Financial Education: The Latest Report Card
Financial education in high schools across the United States has been steadily gaining attention in recent months. Recently, the Center for Financial Literacy at Champlain College in Burlington, Vermont, released its “report card”, showing seven states—Alabama, Iowa, Mississippi, Missouri, Tennessee, Utah, and Virginia at the top of the list with an “A” grade. These states have mandated that high school graduates in the class of 2023 must have taken a personal finance course before graduating. In just five short years, by 2028, twenty-three states are projected to earn an “A” as well, according to the research.
When Money Matters Most: The Benefits of Financial Education
It’s no secret that money matters. Once you have graduated from high school, not a day will go by that you don’t think about money in one way or another. How much to make, how to spend, and how to save—it all starts to matter after graduation. In the short five year timeline, more than four out of every ten high school students in the United States will be enrolled in a high school which requires a personal finance course before they can graduate.

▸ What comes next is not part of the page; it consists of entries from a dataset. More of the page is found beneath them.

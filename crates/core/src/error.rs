use crate::store::StoreError;
use crate::types::DbId;

#[derive(Debug, thiserror::Error)]
pub enum CoreError {
    #[error("Entity not found: {entity} with id {id}")]
    NotFound { entity: &'static str, id: DbId },

    #[error("Validation failed: {0}")]
    Validation(String),

    #[error("Conflict: {0}")]
    Conflict(String),

    #[error("Unauthorized: {0}")]
    Unauthorized(String),

    #[error("Forbidden: {0}")]
    Forbidden(String),

    /// The user's type does not permit the operation (e.g. a guest booking a slot).
    #[error("Invalid role: {0}")]
    InvalidRole(String),

    #[error("Internal error: {0}")]
    Internal(String),

    /// The entity store itself failed. Fatal for the current request.
    #[error(transparent)]
    Store(#[from] StoreError),
}

impl CoreError {
    /// Shorthand for a missing event.
    pub fn event_not_found(id: DbId) -> Self {
        Self::NotFound {
            entity: "Event",
            id,
        }
    }

    /// Shorthand for a missing user.
    pub fn user_not_found(id: DbId) -> Self {
        Self::NotFound { entity: "User", id }
    }

    /// Shorthand for a missing time slot inside an event.
    pub fn slot_not_found(id: DbId) -> Self {
        Self::NotFound {
            entity: "TimeSlot",
            id,
        }
    }
}

impl From<validator::ValidationErrors> for CoreError {
    fn from(errors: validator::ValidationErrors) -> Self {
        Self::Validation(errors.to_string())
    }
}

Studies have shown time and time again that having a financial literacy education can make a significant difference in young adult lives. Credit scores increase, loan delinquency rates decrease, as well as the number of people utilizing payday lending. Even the decisions made about college loans become more calculated and informed. Financial education ultimately helps citizens of all ages and incomes become better prepared to manage their finances and make sound decisions for their future.
The Eyes Have It: 4 States Fall Behind
California, Connecticut, Massachusetts, South Dakota, and Washington D.C. received failing grades of “F” from the Center for Financial Literacy’s study due to virtually no state requirements for a personal finance course. Despite this dismal outlook, there is a great sense of hope on the horizon for these states. Financial literacy advocacy organizations are coming together to collect signatures, lobby for change, and hope to pass laws which will require students at all levels to receive a financial education foundation.
Wisconsin: A Step in the Right Direction
Just yesterday, Governor Tony Evers of Wisconsin made incredible progress in the effort to ensure students receive the financial foundation they need by signing a bill into law. According to the bill, high schoolers must take a personal finance literacy course in order to graduate, effective with the class of 2028. Governor Evers firmly believes that giving students the tools and skills to make smart financial decisions is an essential part of creating a successful future.
The Future of Financial Education: Promising Possibilities
The momentum for financial literacy education in schools is only escalating. The sweeping success of seven states earning an “A” grade from the Center for Financial Literacy, along with Wisconsin’s potential to join the ranks, proves there is cause for hope and progress. In the coming years, more students will undoubtedly gain the financial skills necessary to become stable and successful adults.
Title Idea: Seven States Lead the Way in Financial Education: What Does It Mean For Your Child?